38Bien sûr, les béhavioristes radicaux ont nié avec force la thèse selon laquelle les animaux se comportent (c’est-à-dire sont gouvernés par l’instinct) tandis que les humains raisonnent (c’est-à-dire sont gouvernés par l’intellect). Le béhaviorisme est une théorie qui réduit le comportement des humains à celui des animaux. En soi, cela suffit à expliquer pourquoi les gens sont si peu attirés par le béhaviorisme : il viole nos notions populaires sur la spécificité humaine, sur notre essence humaine unique. Une des critiques canoniques faites au béhaviorisme – son incapacité à expliquer la créativité et l’imagination – souligne ce point. Ce sont précisément ces processus mentaux d’ordre plus élevé qui, du point de vue populaire, font des actions humaines plus que de simples comportements.
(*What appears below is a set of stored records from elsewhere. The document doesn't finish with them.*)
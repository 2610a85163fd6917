use scraper::{Html, Selector};
use std::collections::BTreeSet;

/// Collect every anchor target containing `must_contain`, minus the
/// `excluding` URLs. Duplicates collapse.
pub fn extract_links(document: &Html, must_contain: &str, excluding: &[&str]) -> BTreeSet<String> {
    let selector = Selector::parse("a[href]").unwrap();

    document
        .select(&selector)
        .filter_map(|a| a.value().attr("href"))
        .filter(|href| href.contains(must_contain))
        .filter(|href| !excluding.contains(href))
        .map(str::to_string)
        .collect()
}
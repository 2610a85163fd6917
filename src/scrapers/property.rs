use crate::models::{parse_number, Numeric, PropertyInfo, UnitRecord, NO_CONDITION};
use crate::scrapers::error::ExtractError;
use crate::scrapers::types::ExtractionSchema;
use anyhow::{anyhow, Result};
use scraper::{ElementRef, Html, Selector};
use std::collections::{BTreeSet, HashMap};
use tracing::debug;

struct Selectors {
    services: Selector,
    condition_span: Selector,
    basic_info: Selector,
    basic_info_row: Selector,
    basic_info_label: Selector,
    basic_info_value: Selector,
    location: Selector,
    rating: Selector,
    apartments: Selector,
    apartment_type: Selector,
    apartment_type_name: Selector,
    apartment_entry: Selector,
    address: Selector,
    surface_area: Selector,
    count: Selector,
    rent: Selector,
}

fn selector(css: &str) -> Result<Selector> {
    Selector::parse(css).map_err(|e| anyhow!("Invalid selector {:?}: {}", css, e))
}

impl Selectors {
    fn compile(schema: &ExtractionSchema) -> Result<Self> {
        Ok(Self {
            services: selector(&schema.services)?,
            condition_span: selector(&schema.condition_span)?,
            basic_info: selector(&schema.basic_info)?,
            basic_info_row: selector(&schema.basic_info_row)?,
            basic_info_label: selector(&schema.basic_info_label)?,
            basic_info_value: selector(&schema.basic_info_value)?,
            location: selector(&schema.location)?,
            rating: selector(&schema.rating)?,
            apartments: selector(&schema.apartments)?,
            apartment_type: selector(&schema.apartment_type)?,
            apartment_type_name: selector(&schema.apartment_type_name)?,
            apartment_entry: selector(&schema.apartment_entry)?,
            address: selector(&schema.address)?,
            surface_area: selector(&schema.surface_area)?,
            count: selector(&schema.count)?,
            rent: selector(&schema.rent)?,
        })
    }
}

/// Turns a property detail page into one record per apartment unit
pub struct PropertyExtractor {
    schema: ExtractionSchema,
    selectors: Selectors,
}

impl PropertyExtractor {
    pub fn new(schema: ExtractionSchema) -> Result<Self> {
        let selectors = Selectors::compile(&schema)?;
        Ok(Self { schema, selectors })
    }

    /// Extract every unit listed on the page.
    ///
    /// A page without the apartment listing yields no records. Any missing
    /// required element fails the whole property.
    pub fn extract(&self, document: &Html) -> Result<Vec<UnitRecord>, ExtractError> {
        let apartments = match document.select(&self.selectors.apartments).next() {
            Some(el) => el,
            None => {
                debug!("No apartment listing on page");
                return Ok(Vec::new());
            }
        };

        // Property-level fields are only read once a unit entry needs them
        let mut info: Option<PropertyInfo> = None;
        let mut records = Vec::new();
        for group in apartments.select(&self.selectors.apartment_type) {
            let unit_type = self.required_text(
                group,
                &self.selectors.apartment_type_name,
                &self.schema.apartment_type_name,
            )?;

            for entry in group.select(&self.selectors.apartment_entry) {
                let shared = match info.take() {
                    Some(shared) => shared,
                    None => self.property_info(document)?,
                };
                records.push(self.unit(entry, &unit_type, &shared)?);
                info = Some(shared);
            }
        }

        Ok(records)
    }

    fn property_info(&self, document: &Html) -> Result<PropertyInfo, ExtractError> {
        let basic_info = self.basic_info(document)?;
        let lookup = |label: &str| {
            basic_info
                .get(label)
                .map(String::as_str)
                .ok_or_else(|| ExtractError::MissingBasicInfoRow(label.to_string()))
        };

        let energy_class = lookup(&self.schema.energy_class_label)?.to_string();
        let renovation_year =
            Numeric::parse(last_listed(lookup(&self.schema.renovation_year_label)?));
        let building_year =
            Numeric::parse(last_listed(lookup(&self.schema.building_year_label)?));

        let location = document
            .select(&self.selectors.location)
            .next()
            .map(element_text)
            .ok_or_else(|| ExtractError::MissingRequired(self.schema.location.clone()))?;

        let rating = document
            .select(&self.selectors.rating)
            .next()
            .map(|el| {
                let text = element_text(el);
                Numeric::parse(strip_unit(&text, &self.schema.rating_suffix))
            });

        Ok(PropertyInfo {
            location,
            amenities: self.amenities(document),
            energy_class,
            condition: self.condition(document),
            renovation_year,
            building_year,
            rating,
        })
    }

    fn amenities(&self, document: &Html) -> BTreeSet<String> {
        let services = match document.select(&self.selectors.services).next() {
            Some(el) => el.text().collect::<String>(),
            None => return BTreeSet::new(),
        };

        // First non-blank line is the section heading
        services
            .lines()
            .map(str::trim)
            .filter(|line| !line.is_empty())
            .skip(1)
            .map(str::to_string)
            .collect()
    }

    fn condition(&self, document: &Html) -> String {
        let marker = self.schema.condition_marker.as_str();

        // Only a span's own text counts, so a wrapping span never matches
        document
            .select(&self.selectors.condition_span)
            .map(|el| {
                el.children()
                    .filter_map(|node| node.value().as_text())
                    .map(|text| &**text)
                    .collect::<String>()
            })
            .map(|text| text.trim().to_string())
            .find(|text| text.contains(marker))
            .map(|text| {
                let stripped = text.strip_prefix(marker).unwrap_or(&text);
                stripped.trim().to_string()
            })
            .unwrap_or_else(|| NO_CONDITION.to_string())
    }

    fn basic_info(&self, document: &Html) -> Result<HashMap<String, String>, ExtractError> {
        let table = document
            .select(&self.selectors.basic_info)
            .next()
            .ok_or(ExtractError::MissingBasicInfo)?;

        let mut rows = HashMap::new();
        for row in table.select(&self.selectors.basic_info_row) {
            let label = row.select(&self.selectors.basic_info_label).next();
            let value = row.select(&self.selectors.basic_info_value).next();
            match (label, value) {
                (Some(label), Some(value)) => {
                    rows.insert(element_text(label), element_text(value));
                }
                _ => debug!("Skipping basic info row without label or value"),
            }
        }

        Ok(rows)
    }

    fn unit(
        &self,
        entry: ElementRef,
        unit_type: &str,
        info: &PropertyInfo,
    ) -> Result<UnitRecord, ExtractError> {
        let selectors = &self.selectors;
        let schema = &self.schema;

        let address_and_rooms = self.required_text(entry, &selectors.address, &schema.address)?;
        let (address, rooms) = split_address(&address_and_rooms);

        let surface_area =
            self.required_text(entry, &selectors.surface_area, &schema.surface_area)?;
        let count = self.required_text(entry, &selectors.count, &schema.count)?;
        let rent = self.required_text(entry, &selectors.rent, &schema.rent)?;

        Ok(UnitRecord {
            property: info.clone(),
            unit_type: unit_type.to_string(),
            address,
            rooms,
            surface_area: number_field(
                "surface_area",
                strip_unit(&surface_area, &schema.surface_area_suffix),
            )?,
            count: count_field(strip_unit(&count, &schema.count_suffix))?,
            rent: number_field("rent", strip_unit(&rent, &schema.rent_suffix))?,
        })
    }

    fn required_text(
        &self,
        parent: ElementRef,
        selector: &Selector,
        css: &str,
    ) -> Result<String, ExtractError> {
        parent
            .select(selector)
            .next()
            .map(element_text)
            .ok_or_else(|| ExtractError::MissingRequired(css.to_string()))
    }
}
use crate::models::UnitRecord;
use anyhow::{Context, Result};
use std::collections::BTreeSet;
use std::fs::File;
use std::io::Write;
use std::path::Path;
use tracing::info;

/// Scalar columns, written before the amenity columns
pub const BASE_COLUMNS: [&str; 13] = [
    "location",
    "energy_class",
    "condition",
    "renovation_year",
    "building_year",
    "type",
    "address",
    "rooms",
    "surface_area",
    "count",
    "rent",
    "rating",
    "numeric_valid",
];

/// The flat output table with one binary column per amenity
#[derive(Debug, Clone, PartialEq)]
pub struct Table {
    pub amenities: Vec<String>,
    pub rows: Vec<Vec<String>>,
}

impl Table {
    /// Pivot the records. Amenity columns are the union over all records,
    /// sorted by name.
    pub fn from_records(records: &[UnitRecord]) -> Self {
        let amenities: Vec<String> = records
            .iter()
            .flat_map(|r| r.property.amenities.iter().cloned())
            .collect::<BTreeSet<_>>()
            .into_iter()
            .collect();

        let rows = records.iter().map(|r| row(r, &amenities)).collect();

        Self { amenities, rows }
    }

    pub fn header(&self) -> Vec<String> {
        BASE_COLUMNS
            .iter()
            .map(|c| c.to_string())
            .chain(self.amenities.iter().cloned())
            .collect()
    }

    pub fn write_csv<W: Write>(&self, writer: W) -> Result<()> {
        let mut writer = csv::Writer::from_writer(writer);
        writer.write_record(self.header())?;
        for row in &self.rows {
            writer.write_record(row)?;
        }
        writer.flush()?;
        Ok(())
    }

    pub fn save(&self, path: impl AsRef<Path>) -> Result<()> {
        let path = path.as_ref();
        let file = File::create(path)
            .with_context(|| format!("Failed to create {}", path.display()))?;
        self.write_csv(file)
            .with_context(|| format!("Failed to write {}", path.display()))?;
        info!("💾 Saved {} rows to {}", self.rows.len(), path.display());
        Ok(())
    }
}

fn row(record: &UnitRecord, amenities: &[String]) -> Vec<String> {
    let info = &record.property;
    let mut row = vec![
        info.location.clone(),
        info.energy_class.clone(),
        info.condition.clone(),
        info.renovation_year.to_string(),
        info.building_year.to_string(),
        record.unit_type.clone(),
        record.address.clone(),
        record.rooms.clone(),
        record.surface_area.to_string(),
        record.count.to_string(),
        record.rent.to_string(),
        info.rating_text(),
        flag(info.numeric_valid()),
    ];
    row.extend(amenities.iter().map(|a| flag(info.amenities.contains(a))));
    row
}

fn flag(set: bool) -> String {
    let value = if set { "1" } else { "0" };
    value.to_string()
}
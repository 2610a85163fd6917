/// Where to crawl and where to write the result
#[derive(Debug, Clone)]
pub struct CrawlConfig {
    /// Origin used to resolve site-relative links
    pub base_url: String,
    /// Index page listing every area
    pub areas_url: String,
    /// Substring identifying area links
    pub area_marker: String,
    /// Substring identifying property links
    pub property_marker: String,
    /// Index pages that match the markers but are not areas or properties
    pub areas_index_url: String,
    pub properties_index_url: String,
    pub user_agent: String,
    pub output_path: String,
}

impl Default for CrawlConfig {
    fn default() -> Self {
        Self {
            base_url: "https://hoas.fi".to_string(),
            areas_url: "https://hoas.fi/alueet/".to_string(),
            area_marker: "/alueet/".to_string(),
            property_marker: "/kohteet/".to_string(),
            areas_index_url: "https://hoas.fi/alueet/".to_string(),
            properties_index_url: "https://hoas.fi/kohteet/".to_string(),
            user_agent: concat!(
                "Mozilla/5.0 (X11; Linux x86_64) AppleWebKit/537.36 ",
                "(KHTML, like Gecko) Chrome/120.0.0.0 Safari/537.36"
            )
            .to_string(),
            output_path: "with_grade.csv".to_string(),
        }
    }
}

impl CrawlConfig {
    /// Point the crawl at another origin, keeping the same path layout
    pub fn with_base_url(mut self, base_url: impl Into<String>) -> Self {
        let base_url = base_url.into().trim_end_matches('/').to_string();
        self.areas_url = format!("{}/alueet/", base_url);
        self.areas_index_url = format!("{}/alueet/", base_url);
        self.properties_index_url = format!("{}/kohteet/", base_url);
        self.base_url = base_url;
        self
    }

    /// Turn a site-relative href into an absolute URL
    pub fn absolute_url(&self, href: &str) -> String {
        if href.starts_with("http://") || href.starts_with("https://") {
            href.to_string()
        } else if href.starts_with('/') {
            format!("{}{}", self.base_url.trim_end_matches('/'), href)
        } else {
            format!("{}/{}", self.base_url.trim_end_matches('/'), href)
        }
    }

    /// Path shown in progress logs, e.g. `/kannelmaki/` for an area URL
    pub fn short_path<'a>(&self, url: &'a str, marker: &str) -> &'a str {
        if marker.is_empty() {
            return url;
        }
        match url.find(marker) {
            Some(pos) => &url[pos + marker.len() - 1..],
            None => url,
        }
    }
}

/// CSS locators and marker strings for the property page markup.
///
/// Every lookup the extractor performs is listed here, so a markup change
/// only touches this table.
#[derive(Debug, Clone)]
pub struct ExtractionSchema {
    pub services: String,
    pub condition_span: String,
    pub condition_marker: String,
    pub basic_info: String,
    pub basic_info_row: String,
    pub basic_info_label: String,
    pub basic_info_value: String,
    pub energy_class_label: String,
    pub renovation_year_label: String,
    pub building_year_label: String,
    pub location: String,
    pub rating: String,
    pub rating_suffix: String,
    pub apartments: String,
    pub apartment_type: String,
    pub apartment_type_name: String,
    pub apartment_entry: String,
    pub address: String,
    pub surface_area: String,
    pub surface_area_suffix: String,
    pub count: String,
    pub count_suffix: String,
    pub rent: String,
    pub rent_suffix: String,
}

impl Default for ExtractionSchema {
    fn default() -> Self {
        Self {
            services: "div.services_list".to_string(),
            condition_span: "span".to_string(),
            condition_marker: "Kohteen kunto:".to_string(),
            basic_info: "div.property-table.w-100.col-12".to_string(),
            basic_info_row: "div.row".to_string(),
            basic_info_label: "div.col-12.col-md-3".to_string(),
            basic_info_value: "div.col-12.col-md-9".to_string(),
            energy_class_label: "Energialuokka".to_string(),
            renovation_year_label: "Perusparannusvuosi".to_string(),
            building_year_label: "Rakennusvuosi".to_string(),
            location: "span.location".to_string(),
            rating: "span.rating".to_string(),
            rating_suffix: "/5".to_string(),
            apartments: "div.element-property-apartments-listing--content".to_string(),
            apartment_type: "div.single-container".to_string(),
            apartment_type_name: "div.type".to_string(),
            apartment_entry: "div.element-block.apartment-info".to_string(),
            address: "div.apartment-address".to_string(),
            surface_area: "div.surface-area".to_string(),
            surface_area_suffix: "m²".to_string(),
            count: "div.count".to_string(),
            count_suffix: "kpl".to_string(),
            rent: "div.rent".to_string(),
            rent_suffix: "€".to_string(),
        }
    }
}

#[cfg(test)]
mod tests {
    use super::*;

    #[test]
    fn resolves_relative_links() {
        let config = CrawlConfig::default();
        assert_eq!(
            config.absolute_url("/kohteet/kitarakuja-1/"),
            "https://hoas.fi/kohteet/kitarakuja-1/"
        );
        assert_eq!(
            config.absolute_url("https://hoas.fi/alueet/kannelmaki/"),
            "https://hoas.fi/alueet/kannelmaki/"
        );
    }

    #[test]
    fn rebasing_moves_index_urls() {
        let config = CrawlConfig::default().with_base_url("http://localhost:8080/");
        assert_eq!(config.areas_url, "http://localhost:8080/alueet/");
        assert_eq!(config.properties_index_url, "http://localhost:8080/kohteet/");
        assert_eq!(config.absolute_url("/alueet/x/"), "http://localhost:8080/alueet/x/");
    }

    #[test]
    fn short_path_keeps_leading_slash() {
        let config = CrawlConfig::default();
        assert_eq!(
            config.short_path("https://hoas.fi/alueet/kannelmaki/", "/alueet/"),
            "/kannelmaki/"
        );
        assert_eq!(config.short_path("elsewhere", "/alueet/"), "elsewhere");
        assert_eq!(
            config.short_path("https://hoas.fi/alueet/", ""),
            "https://hoas.fi/alueet/"
        );
    }
}
use hoas_scout::scrapers::{CrawlConfig, HoasScraper, HttpFetcher};
use hoas_scout::table::Table;
use tracing::{info, Level};

#[tokio::main]
async fn main() -> anyhow::Result<()> {
    // Initialize logging
    tracing_subscriber::fmt()
        .with_max_level(Level::INFO)
        .init();

    info!("🏠 HOAS Scout - rental listing crawler");
    info!("======================================");

    let config = CrawlConfig::default();
    let fetcher = HttpFetcher::new(&config)?;
    let scraper = HoasScraper::new(fetcher, config)?;

    info!("Starting crawl from {}", scraper.config().areas_url);
    let outcome = scraper.crawl().await;
    outcome.log_summary();

    let table = Table::from_records(&outcome.records);
    info!("{} amenity columns", table.amenities.len());
    table.save(&scraper.config().output_path)?;

    Ok(())
}
pub mod error;
pub mod fetcher;
pub mod hoas;
pub mod links;
pub mod property;
pub mod traits;
pub mod types;

pub use error::{ExtractError, FetchError};
pub use fetcher::HttpFetcher;
pub use hoas::{CrawlOutcome, HoasScraper, SkippedProperty};
pub use property::PropertyExtractor;
pub use traits::PageFetcher;
pub use types::{CrawlConfig, ExtractionSchema};
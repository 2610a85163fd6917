pub mod models;
pub mod scrapers;
pub mod table;
use thiserror::Error;

/// Why a page could not be fetched at the transport level
#[derive(Error, Debug)]
pub enum FetchError {
    #[error("request to {url} failed: {source}")]
    Transport {
        url: String,
        #[source]
        source: Box<dyn std::error::Error + Send + Sync>,
    },
}

/// Why a property page produced no records
#[derive(Error, Debug, Clone, PartialEq)]
pub enum ExtractError {
    #[error("required element missing: {0}")]
    MissingRequired(String),

    #[error("basic info table missing")]
    MissingBasicInfo,

    #[error("basic info row missing: {0}")]
    MissingBasicInfoRow(String),

    #[error("malformed number in {field}: {raw:?}")]
    MalformedNumber { field: String, raw: String },
}
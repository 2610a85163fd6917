use crate::models::UnitRecord;
use crate::scrapers::error::ExtractError;
use crate::scrapers::links::extract_links;
use crate::scrapers::property::PropertyExtractor;
use crate::scrapers::traits::PageFetcher;
use crate::scrapers::types::{CrawlConfig, ExtractionSchema};
use anyhow::Result;
use chrono::{DateTime, Utc};
use scraper::Html;
use std::collections::BTreeSet;
use tracing::{info, warn};

/// A property whose page could not be turned into records
#[derive(Debug, Clone, PartialEq)]
pub struct SkippedProperty {
    pub url: String,
    pub reason: ExtractError,
}

/// Everything one crawl produced
#[derive(Debug, Clone)]
pub struct CrawlOutcome {
    pub records: Vec<UnitRecord>,
    pub skipped: Vec<SkippedProperty>,
    pub areas: usize,
    pub properties: usize,
    pub failed_fetches: usize,
    pub started_at: DateTime<Utc>,
    pub finished_at: DateTime<Utc>,
}

impl CrawlOutcome {
    fn new() -> Self {
        let now = Utc::now();
        Self {
            records: Vec::new(),
            skipped: Vec::new(),
            areas: 0,
            properties: 0,
            failed_fetches: 0,
            started_at: now,
            finished_at: now,
        }
    }

    pub fn log_summary(&self) {
        let elapsed = self.finished_at - self.started_at;
        info!(
            records = self.records.len(),
            areas = self.areas,
            properties = self.properties,
            skipped = self.skipped.len(),
            failed_fetches = self.failed_fetches,
            elapsed_secs = elapsed.num_seconds(),
            "Crawl finished"
        );
        for skipped in &self.skipped {
            warn!(url = %skipped.url, reason = %skipped.reason, "Skipped property");
        }
    }
}

/// Crawls areas, then properties per area, then units per property
pub struct HoasScraper<F> {
    fetcher: F,
    config: CrawlConfig,
    extractor: PropertyExtractor,
}

impl<F: PageFetcher> HoasScraper<F> {
    pub fn new(fetcher: F, config: CrawlConfig) -> Result<Self> {
        Self::with_schema(fetcher, config, ExtractionSchema::default())
    }

    pub fn with_schema(fetcher: F, config: CrawlConfig, schema: ExtractionSchema) -> Result<Self> {
        let extractor = PropertyExtractor::new(schema)?;
        Ok(Self {
            fetcher,
            config,
            extractor,
        })
    }

    pub fn config(&self) -> &CrawlConfig {
        &self.config
    }

    pub async fn crawl(&self) -> CrawlOutcome {
        let mut outcome = CrawlOutcome::new();

        let area_urls = self.area_urls(&mut outcome).await;
        info!("Found {} areas.", area_urls.len());
        outcome.areas = area_urls.len();

        for (idx, area_url) in area_urls.iter().enumerate() {
            info!("Progress: {}/{}", idx + 1, area_urls.len());
            let property_urls = self.scrape_area(area_url, &mut outcome).await;
            info!("Found {} buildings.", property_urls.len());

            for property_url in &property_urls {
                self.scrape_property(property_url, &mut outcome).await;
            }
        }

        outcome.finished_at = Utc::now();
        outcome
    }

    async fn area_urls(&self, outcome: &mut CrawlOutcome) -> BTreeSet<String> {
        let config = &self.config;
        match self.fetch_document(&config.areas_url, outcome).await {
            Some(document) => {
                self.resolved_links(&document, &config.area_marker, &config.areas_index_url)
            }
            None => BTreeSet::new(),
        }
    }

    async fn scrape_area(&self, area_url: &str, outcome: &mut CrawlOutcome) -> BTreeSet<String> {
        let config = &self.config;
        info!("{}", "-".repeat(50));
        info!("Scraping area: {}", config.short_path(area_url, &config.area_marker));

        match self.fetch_document(area_url, outcome).await {
            Some(document) => self.resolved_links(
                &document,
                &config.property_marker,
                &config.properties_index_url,
            ),
            None => BTreeSet::new(),
        }
    }

    /// Matching links as absolute URLs, without the index page itself
    fn resolved_links(&self, document: &Html, marker: &str, index_url: &str) -> BTreeSet<String> {
        extract_links(document, marker, &[index_url])
            .iter()
            .map(|href| self.config.absolute_url(href))
            .filter(|url| url != index_url)
            .collect()
    }

    async fn scrape_property(&self, property_url: &str, outcome: &mut CrawlOutcome) {
        let config = &self.config;
        info!("Scraping property: {}", config.short_path(property_url, &config.property_marker));

        let document = match self.fetch_document(property_url, outcome).await {
            Some(document) => document,
            None => return,
        };

        match self.extractor.extract(&document) {
            Ok(mut records) => {
                outcome.properties += 1;
                outcome.records.append(&mut records);
            }
            Err(reason) => {
                warn!(url = %property_url, error = %reason, "Failed to extract property");
                outcome.skipped.push(SkippedProperty {
                    url: property_url.to_string(),
                    reason,
                });
            }
        }
    }

    /// Fetch and parse a page. Any failure means no data from this URL.
    async fn fetch_document(&self, url: &str, outcome: &mut CrawlOutcome) -> Option<Html> {
        match self.fetcher.fetch(url).await {
            Ok(Some(html)) => Some(Html::parse_document(&html)),
            Ok(None) => {
                outcome.failed_fetches += 1;
                None
            }
            Err(e) => {
                warn!(url = %url, error = %e, "Fetch failed");
                outcome.failed_fetches += 1;
                None
            }
        }
    }
}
39Revenons au test d’attribution. Bien que les enfants, tout comme les adultes, aient attribué la propriété « penser » en relation avec une ressemblance générale aux êtres humains, on constatait également une forte baisse de la probabilité de cette attribution lorsqu’on passait des humains aux autres animaux (et une autre diminution importante avec les plantes puis avec les artefacts). Evidemment, bien que « penser » soit sans doute le concept mental central, son usage commun est assez vague. Savoir ce que les adultes, et a fortiori les enfants, voulaient dire lorsqu’ils attribuaient à des entités la faculté de penser, n’est pas clair. Penser pourrait impliquer quelque fonction cognitive supérieure, ou simplement se référer à un niveau de perception peu élevé. L’étude de von Helmholtz sur la rapidité d’un influx nerveux est universellement saluée comme la première mesure scientifique d’une pensée. Coley (1995) a découvert que les adultes et les enfants avaient autant de chances de juger qu’une entité pouvait « penser » que d’estimer qu’elle pouvait « ressentir de la douleur » . Mais remarquons que « ressentir de la douleur » peut difficilement être considéré comme un processus cognitif supérieur. De fait, il existe une riche littérature philosophique sur l’émotion et la cognition en dépit du fait que la douleur soit l’état le plus « basique » , le plus animal que l’on puisse imaginer. La douleur présente des manifestations comportementales évidentes.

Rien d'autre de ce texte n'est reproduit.